CONTEXTE
Le pâturage des couverts par un troupeau de bovins ou d’ovins est une pratique qui connaît depuis quelques années un renouveau. Parmi les adeptes de la techniques, on trouve bien évidement des exploitations historiquement en polyculture-élevage qui valorisent cette source de nourriture potentielle, quelques exploitations céréalières qui réintrègrent de l’élevage mais aussi des partenariats entre céréaliers et éleveurs. Les bénéfices pour les animaux sont désormais bien documentés. En effet, les couverts sont constitués de plantes jeunes avec des valeurs alimentaires très importantes : 100 g de PDI pour 0,9 UF. A titre de comparaison ces valeurs sont comparables à un aliment d’engraissement pour agneaux ou à une repousse d’herbe d’automne. De plus, les animaux peuvent y être introduits pour la plupart des couverts sans transition alimentaire. De plus, les parcelles de couverts présentent une charge en parasite quasi nulle.
Toutefois, les bénéfices pour les cultures sont bien moins connus même si beaucoup d’agriculteurs considèrent le pâturage comme une pratique économiquement (permet d’éviter un broyage) et agronomiquement (accélère la mise à disposition des éléments minéraux) vertueuse.

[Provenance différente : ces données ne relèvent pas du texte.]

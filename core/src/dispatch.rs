//! Algorithm selection from a graph's [`Metadata`].

use crate::distance::GraphPath;
use crate::error::{GraphError, Result};
use crate::graph::{Direction, Graph, Vertex};
use crate::metadata::{analyze, Metadata};
use crate::shortest_path::{find_shortest_path, ShortestPathStrategy};
use crate::spanning_tree::{find_spanning_tree, SpanningTree, SpanningTreeStrategy};

/// Shortest-path algorithm suited to a graph of this shape.
///
/// `None` for undirected graphs with negative weights: every negative edge
/// would form a negative cycle with its mirror.
pub fn select_shortest_path_strategy(metadata: &Metadata) -> Option<ShortestPathStrategy> {
    match (
        metadata.weighted,
        metadata.has_negative_weights,
        metadata.direction,
    ) {
        (false, false, _) => Some(ShortestPathStrategy::Unweighted),
        (true, false, _) => Some(ShortestPathStrategy::Dijkstra),
        (_, true, Direction::Directed) => Some(ShortestPathStrategy::BellmanFord),
        (_, true, Direction::Undirected) => None,
    }
}

/// Spanning-tree algorithm suited to a graph of this shape. `None` for undirected graphs.
pub fn select_spanning_tree_strategy(metadata: &Metadata) -> Option<SpanningTreeStrategy> {
    match metadata.direction {
        Direction::Directed if metadata.disconnected() => Some(SpanningTreeStrategy::Kruskals),
        Direction::Directed => Some(SpanningTreeStrategy::Prims),
        Direction::Undirected => None,
    }
}

/// Analyze `graph`, pick a shortest-path algorithm and run it.
pub fn shortest_path_auto<V: Vertex>(
    graph: &Graph<V>,
    source: &V,
    destination: &V,
) -> Result<Option<GraphPath<V>>, V> {
    let metadata = analyze(graph);
    let Some(strategy) = select_shortest_path_strategy(&metadata) else {
        tracing::debug!(%metadata, "no shortest-path strategy");
        return Err(GraphError::ShortestPathNotSupported {
            graph: graph.clone(),
            metadata,
        });
    };
    tracing::debug!(?strategy, %metadata, "selected shortest-path strategy");
    find_shortest_path(graph, source, destination, strategy)
}

/// Analyze `graph`, pick a spanning-tree algorithm and run it.
pub fn spanning_tree_auto<V: Vertex>(graph: &Graph<V>) -> Result<Option<SpanningTree<V>>, V> {
    let metadata = analyze(graph);
    let Some(strategy) = select_spanning_tree_strategy(&metadata) else {
        tracing::debug!(%metadata, "no spanning-tree strategy");
        return Err(GraphError::SpanningTreeNotSupported {
            graph: graph.clone(),
            metadata,
        });
    };
    tracing::debug!(?strategy, %metadata, "selected spanning-tree strategy");
    find_spanning_tree(graph, strategy)
}
use std::collections::{HashSet, VecDeque};

use crate::graph::{Graph, Vertex};

/// Visiting order for [`traverse`].
#[derive(Debug, Clone, Copy, PartialEq, Eq, Default)]
pub enum TraversalOrder {
    #[default]
    BreadthFirst,
    DepthFirst,
}

/// Pending vertices: FIFO for breadth-first, LIFO for depth-first.
#[derive(Debug, Clone)]
enum Frontier<V> {
    Queue(VecDeque<V>),
    Stack(Vec<V>),
}

impl<V> Frontier<V> {
    fn new(order: TraversalOrder) -> Self {
        match order {
            TraversalOrder::BreadthFirst => Frontier::Queue(VecDeque::new()),
            TraversalOrder::DepthFirst => Frontier::Stack(Vec::new()),
        }
    }

    fn push(&mut self, vertex: V) {
        match self {
            Frontier::Queue(queue) => queue.push_back(vertex),
            Frontier::Stack(stack) => stack.push(vertex),
        }
    }

    fn pop(&mut self) -> Option<V> {
        match self {
            Frontier::Queue(queue) => queue.pop_front(),
            Frontier::Stack(stack) => stack.pop(),
        }
    }
}

/// Lazy traversal over every vertex reachable from a start vertex.
///
/// Each reachable vertex is yielded exactly once. The iterator borrows the
/// graph, so the graph cannot change while it is being consumed.
#[derive(Debug, Clone)]
pub struct Traverse<'g, V> {
    graph: &'g Graph<V>,
    frontier: Frontier<V>,
    visited: HashSet<V>,
}

impl<'g, V: Vertex> Iterator for Traverse<'g, V> {
    type Item = V;

    fn next(&mut self) -> Option<V> {
        while let Some(vertex) = self.frontier.pop() {
            // A vertex can sit in the frontier more than once; only the first pop counts.
            if !self.visited.insert(vertex.clone()) {
                continue;
            }
            for (neighbor, _) in self.graph.neighbors(&vertex) {
                if !self.visited.contains(neighbor) {
                    self.frontier.push(neighbor.clone());
                }
            }
            return Some(vertex);
        }
        None
    }
}

/// Walk `graph` from `start` in the given order.
///
/// Yields nothing when `start` is not in the graph.
pub fn traverse<'g, V: Vertex>(
    graph: &'g Graph<V>,
    start: &V,
    order: TraversalOrder,
) -> Traverse<'g, V> {
    let mut frontier = Frontier::new(order);
    if graph.contains(start) {
        frontier.push(start.clone());
    }
    Traverse {
        graph,
        frontier,
        visited: HashSet::new(),
    }
}

/// Breadth-first walk from `start`.
pub fn bfs<'g, V: Vertex>(graph: &'g Graph<V>, start: &V) -> Traverse<'g, V> {
    traverse(graph, start, TraversalOrder::BreadthFirst)
}

/// Depth-first walk from `start`.
pub fn dfs<'g, V: Vertex>(graph: &'g Graph<V>, start: &V) -> Traverse<'g, V> {
    traverse(graph, start, TraversalOrder::DepthFirst)
}
//! Shared graphs for unit tests.
//!
//! Most come from the visualgo.net data sets (CP3 figures) plus a few
//! classic adversarial inputs for Dijkstra and Bellman-Ford.

use crate::graph::{Density, Direction, Graph, Weight};

type Weighted<'a> = &'a [(u32, &'a [(u32, Weight)])];
type Unweighted<'a> = &'a [(u32, &'a [u32])];

pub(crate) fn weighted(direction: Direction, density: Density, rows: Weighted<'_>) -> Graph<u32> {
    let mut g = Graph::new(direction, density);
    for &(vertex, neighbors) in rows {
        g.add_vertex(vertex);
        for &(neighbor, weight) in neighbors {
            g.add_weighted_edge(vertex, neighbor, weight);
        }
    }
    g
}

pub(crate) fn unweighted(
    direction: Direction,
    density: Density,
    rows: Unweighted<'_>,
) -> Graph<u32> {
    let mut g = Graph::new(direction, density);
    g.load_adjacency(rows.iter().map(|&(v, ns)| (v, ns.iter().copied())));
    g
}

// --- Unweighted ---

/// CP3 4.1: two components plus an isolated vertex.
pub(crate) fn cp3_4_1(direction: Direction, density: Density) -> Graph<u32> {
    unweighted(
        direction,
        density,
        &[
            (0, &[1]),
            (1, &[0, 2, 3]),
            (2, &[1, 3]),
            (3, &[1, 2, 4]),
            (4, &[3]),
            (5, &[]),
            (6, &[7, 8]),
            (7, &[6]),
            (8, &[6]),
        ],
    )
}

/// CP3 4.3: 13-vertex grid-like graph, every edge listed in both directions.
pub(crate) fn cp3_4_3(direction: Direction, density: Density) -> Graph<u32> {
    unweighted(
        direction,
        density,
        &[
            (0, &[1, 4]),
            (1, &[0, 2, 5]),
            (2, &[1, 3, 6]),
            (3, &[2, 7]),
            (4, &[0, 8]),
            (5, &[1, 6, 10]),
            (6, &[2, 5, 11]),
            (7, &[3, 12]),
            (8, &[4, 9]),
            (9, &[8, 10]),
            (10, &[5, 9, 11]),
            (11, &[6, 10, 12]),
            (12, &[7, 11]),
        ],
    )
}

/// CP3 4.4: DAG with a detached 7 → 6 pair.
pub(crate) fn cp3_4_4_dag(density: Density) -> Graph<u32> {
    unweighted(
        Direction::Directed,
        density,
        &[
            (0, &[1, 2]),
            (1, &[2, 3]),
            (2, &[3, 5]),
            (3, &[4]),
            (7, &[6]),
        ],
    )
}

/// CP3 4.9: directed graph with the cycle 4 → 5 → 7 → 6 → 4.
pub(crate) fn cp3_4_9(density: Density) -> Graph<u32> {
    unweighted(
        Direction::Directed,
        density,
        &[
            (0, &[1]),
            (1, &[3]),
            (2, &[1]),
            (3, &[2, 4]),
            (4, &[5]),
            (5, &[7]),
            (6, &[4]),
            (7, &[6]),
        ],
    )
}

/// CP3 4.17 as an unweighted DAG.
pub(crate) fn cp3_4_17_dag(density: Density) -> Graph<u32> {
    unweighted(
        Direction::Directed,
        density,
        &[(0, &[1, 2, 3]), (1, &[3, 4]), (2, &[4]), (3, &[4])],
    )
}

/// CP3 4.18: bipartite DAG.
pub(crate) fn cp3_4_18_dag(density: Density) -> Graph<u32> {
    unweighted(
        Direction::Directed,
        density,
        &[(0, &[1, 2]), (1, &[3]), (2, &[3]), (3, &[4])],
    )
}

/// CP3 4.19: bipartite graph with the 2-cycle 1 ⇄ 2.
pub(crate) fn cp3_4_19_bipartite(density: Density) -> Graph<u32> {
    unweighted(
        Direction::Directed,
        density,
        &[(0, &[1, 4]), (1, &[2]), (2, &[1, 3]), (3, &[]), (4, &[])],
    )
}

// --- Weighted, directed ---

/// CP3 4.17 directed/weighted.
pub(crate) fn cp3_4_17(density: Density) -> Graph<u32> {
    weighted(
        Direction::Directed,
        density,
        &[
            (0, &[(1, 2), (2, 6), (3, 7)]),
            (1, &[(3, 3), (4, 6)]),
            (2, &[(4, 1)]),
            (3, &[(4, 5)]),
            (4, &[]),
        ],
    )
}

/// CP3 4.18: one negative edge, no negative cycle.
pub(crate) fn cp3_4_18_negative_weight(density: Density) -> Graph<u32> {
    weighted(
        Direction::Directed,
        density,
        &[
            (0, &[(1, 1), (2, 10)]),
            (1, &[(3, 2)]),
            (2, &[(3, -10)]),
            (3, &[(4, 3)]),
            (4, &[]),
        ],
    )
}

/// CP3 4.19: negative cycle 1 → 2 → 1 reachable from 0.
pub(crate) fn cp3_4_19_negative_cycle(density: Density) -> Graph<u32> {
    weighted(
        Direction::Directed,
        density,
        &[
            (0, &[(1, 99), (4, -99)]),
            (1, &[(2, 15)]),
            (2, &[(1, -42), (3, 10)]),
            (3, &[]),
            (4, &[]),
        ],
    )
}

/// Negative weights that break Dijkstra's settle-once rule.
pub(crate) fn dijkstras_killer(density: Density) -> Graph<u32> {
    weighted(
        Direction::Directed,
        density,
        &[
            (0, &[(1, 16), (2, 0)]),
            (1, &[(2, -32)]),
            (2, &[(3, 8), (4, 0)]),
            (3, &[(4, -16)]),
            (4, &[(5, 4), (6, 0)]),
            (5, &[(6, -8)]),
            (6, &[(7, 2), (8, 0)]),
            (7, &[(8, -4)]),
            (8, &[(9, 1), (10, 0)]),
            (9, &[(10, -2)]),
            (10, &[]),
        ],
    )
}

/// Chain whose edges are listed so Bellman-Ford needs every round.
pub(crate) fn bellman_fords_killer(density: Density) -> Graph<u32> {
    weighted(
        Direction::Directed,
        density,
        &[
            (0, &[(1, 6)]),
            (1, &[(2, 5)]),
            (2, &[(3, 4)]),
            (3, &[(4, 3)]),
            (4, &[(5, 2)]),
            (5, &[(6, 1)]),
            (6, &[]),
        ],
    )
}

pub(crate) fn ds0_bellman(density: Density) -> Graph<u32> {
    weighted(
        Direction::Directed,
        density,
        &[
            (0, &[(1, 2), (2, 1)]),
            (1, &[(3, 3), (4, -2)]),
            (2, &[(1, -5), (4, 2)]),
            (3, &[]),
            (4, &[(3, 1)]),
        ],
    )
}

/// Negative cycle 1 → 4 → 3 → 1.
pub(crate) fn ds1_bellman_cycle(density: Density) -> Graph<u32> {
    weighted(
        Direction::Directed,
        density,
        &[
            (0, &[(1, 2), (2, 3)]),
            (1, &[(4, -5)]),
            (2, &[(4, 6)]),
            (3, &[(1, 2)]),
            (4, &[(3, -4)]),
        ],
    )
}

/// 3 costs 8 both as 0 → 1 → 3 and as 0 → 2 → 4 → 3; the first has fewer edges.
pub(crate) fn ds0_dijkstra_multiple_path(density: Density) -> Graph<u32> {
    weighted(
        Direction::Directed,
        density,
        &[
            (0, &[(1, 5), (2, 1)]),
            (1, &[(3, 3), (4, 5)]),
            (2, &[(4, 3)]),
            (3, &[]),
            (4, &[(3, 4)]),
        ],
    )
}

// --- Spanning trees (listed with both directions) ---

pub(crate) fn cp3_4_10(direction: Direction, density: Density) -> Graph<u32> {
    weighted(
        direction,
        density,
        &[
            (0, &[(1, 4), (2, 4), (3, 6), (4, 6)]),
            (1, &[(0, 4), (2, 2)]),
            (2, &[(0, 4), (1, 2), (3, 8)]),
            (3, &[(0, 6), (2, 8), (4, 9)]),
            (4, &[(0, 6), (3, 9)]),
        ],
    )
}

pub(crate) fn cp3_4_14(direction: Direction, density: Density) -> Graph<u32> {
    weighted(
        direction,
        density,
        &[
            (0, &[(1, 9), (2, 75)]),
            (1, &[(0, 9), (2, 95), (3, 19), (4, 42)]),
            (2, &[(0, 75), (1, 95), (3, 51)]),
            (3, &[(1, 19), (2, 51), (4, 31)]),
            (4, &[(1, 42), (3, 31)]),
        ],
    )
}

/// Complete graph on five vertices.
pub(crate) fn k5(direction: Direction, density: Density) -> Graph<u32> {
    weighted(
        direction,
        density,
        &[
            (0, &[(1, 24), (2, 13), (3, 13), (4, 22)]),
            (1, &[(0, 24), (2, 22), (3, 13), (4, 13)]),
            (2, &[(0, 13), (1, 22), (3, 19), (4, 14)]),
            (3, &[(0, 13), (1, 13), (2, 19), (4, 19)]),
            (4, &[(0, 22), (1, 13), (2, 14), (3, 19)]),
        ],
    )
}

pub(crate) fn rail(direction: Direction, density: Density) -> Graph<u32> {
    weighted(
        direction,
        density,
        &[
            (0, &[(1, 10)]),
            (1, &[(0, 10), (2, 10), (6, 8), (7, 13)]),
            (2, &[(1, 10), (3, 10), (7, 8), (8, 13)]),
            (3, &[(2, 10), (4, 10), (8, 8)]),
            (4, &[(3, 10)]),
            (5, &[(6, 10)]),
            (6, &[(5, 10), (1, 8), (7, 10)]),
            (7, &[(6, 10), (8, 11), (1, 13), (2, 8)]),
            (8, &[(7, 10), (9, 10), (2, 13), (3, 8)]),
            (9, &[(8, 10)]),
        ],
    )
}

/// Rail with vertex 0 isolated. 0 is still the first vertex.
pub(crate) fn rail_0_disconnected(direction: Direction, density: Density) -> Graph<u32> {
    weighted(
        direction,
        density,
        &[
            (0, &[]),
            (1, &[(2, 10), (6, 8), (7, 13)]),
            (2, &[(1, 10), (3, 10), (7, 8), (8, 13)]),
            (3, &[(2, 10), (4, 10), (8, 8)]),
            (4, &[(3, 10)]),
            (5, &[(6, 10)]),
            (6, &[(5, 10), (1, 8), (7, 10)]),
            (7, &[(6, 10), (8, 11), (1, 13), (2, 8)]),
            (8, &[(7, 10), (9, 10), (2, 13), (3, 8)]),
            (9, &[(8, 10)]),
        ],
    )
}

/// Rail with vertex 5 isolated.
pub(crate) fn rail_5_disconnected(direction: Direction, density: Density) -> Graph<u32> {
    weighted(
        direction,
        density,
        &[
            (0, &[(1, 10)]),
            (1, &[(0, 10), (2, 10), (6, 8), (7, 13)]),
            (2, &[(1, 10), (3, 10), (7, 8), (8, 13)]),
            (3, &[(2, 10), (4, 10), (8, 8)]),
            (4, &[(3, 10)]),
            (5, &[]),
            (6, &[(1, 8), (7, 10)]),
            (7, &[(6, 10), (8, 11), (1, 13), (2, 8)]),
            (8, &[(7, 10), (9, 10), (2, 13), (3, 8)]),
            (9, &[(8, 10)]),
        ],
    )
}

pub(crate) fn tessellation(direction: Direction, density: Density) -> Graph<u32> {
    weighted(
        direction,
        density,
        &[
            (0, &[(1, 8), (2, 12)]),
            (1, &[(0, 8), (2, 13), (3, 25), (4, 9)]),
            (2, &[(0, 12), (1, 13), (3, 14), (6, 21)]),
            (3, &[(1, 25), (2, 14), (4, 20), (5, 8), (6, 12), (7, 12), (8, 16)]),
            (4, &[(1, 9), (3, 20), (5, 19)]),
            (5, &[(3, 8), (4, 19), (7, 11)]),
            (6, &[(2, 21), (3, 12), (8, 11)]),
            (7, &[(3, 12), (5, 11), (8, 9)]),
            (8, &[(3, 16), (6, 11), (7, 9)]),
        ],
    )
}

pub(crate) fn ds1_prims(direction: Direction, density: Density) -> Graph<u32> {
    weighted(
        direction,
        density,
        &[
            (0, &[(1, 3), (2, 15), (4, 5)]),
            (1, &[(0, 3), (2, 2), (4, 5), (5, 8)]),
            (2, &[(0, 15), (1, 2), (5, 9)]),
            (3, &[(4, 11), (5, 4)]),
            (4, &[(0, 5), (1, 5), (3, 11), (5, 4)]),
            (5, &[(1, 8), (2, 9), (3, 4), (4, 4)]),
        ],
    )
}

“C’est un broyeur à l’avant et un épandeur à l’arrière”
QUELS IMPACTS AU NIVEAU DE LA PARCELLE ET DE LA CULTURE SUIVANTE ?
En effet, les références sur l’effet du pâturage des cultures intermédiaires sont peu nombreuses et la totalité est issue de publications internationales.
On peut toutefois remarquer que le pâturage des couverts a un impact très positif sur la dynamique de l’azote dans le système ainsi que sur les processus impliquant la vie du sol. De plus, l’analyse de la bibliographie permet de mettre en évidence des points de vigilance notamment sur les conditions de pâturage (pour les bovins) qui peuvent induire un effet négatif de la pratique sur la structure et les propriétés physiques du sol.
EXPORTATION D’ELEMENTS MINERAUX PAR LES ANIMAUX
Les animaux en consommant le couvert sur place restituent une grande partie des éléments minéraux qu’il contient :
Elément | N | P | K | Source |
---|---|---|---|---|
Exportations (g/kg de gain de poids vif ) | 27.2 | 6.8 | 1.5 | Thiessen-Martens & Entz (2011) |
Restitution (% du couvert) | 75-95 | 64-90 | >90 | Thiessen-Martens & Entz (2011) |
via les urines (% des restitutions) | 67 | ~0 | 88 | Bloor et al. (2012) |
via les fécès (% des restitutions) | 33 | ~100 | 12 | Bloor et al. (2012) |
De plus, ces éléments sont restitués sous des formes pour la plupart immédiatement disponibles pour les plantes. Par exemple, l’azote contenu dans les urines est présent sous la forme d’urée.
IMPACT SUR LA QUANTITE DE MATIERE ORGANIQUE RESTITUEE
Si les animaux restituent une très grande partie des éléments ingérés, ça n’est pas le cas pour la matière organique en général. En effet les animaux ingèrent en général entre 40 et 85 % de la biomasse aérienne du couvert (Ciceck et al. 2014) et seulement 15 % de la matière sèche ingérée est restituée au sol (Bloor et al. 2012). C’est entre 30 % et 50 % de la biomasse aérienne qui n’est pas restituée. Ces pertes de matières (carbone principalement) ont lieu au niveau du rumen des animaux où la biomasse végétale est digérée et où une partie du carbone est rejetée dans l’atmosphère. Finalement, si une partie du carbone est évacuée tandis que les autres éléments sont restitués dans leur quasi totalité, le C/N ou C/P des matières organiques restituées après pâturage est diminué rendant ces éléments encore plus disponibles après minéralisation.
🔍 ZOOM SUR … LA MISE A DISPOSITION D’AZOTE
Des restitutions immédiates significatives
Suite au pâturage des couverts l’azote est plus facilement disponible dans le sol.
Une minéralisation nette plus importante
Comme évoqué précédemment, lors du pâturage peu d’éléments minéraux sont exportés mais une part significative du carbone est quant à elle minéralisée et rejetée dans l’atmosphère lors de la digestion des ruminants. Ainsi le pâturage tend à concentrer l’azote restitué :
Pour le cas du pâturage des ovins, les fécès ont une concentration en azote supérieure aux végétaux ingérés ce qui accroît la minéralisation nette du couvert. On peut alors imaginer que le pâturage puisse limiter l’immobilisation de l’azote induit par l’incorporation de résidus de couverts pauvres en azote (couverts très développés d’espèces non légumineuses).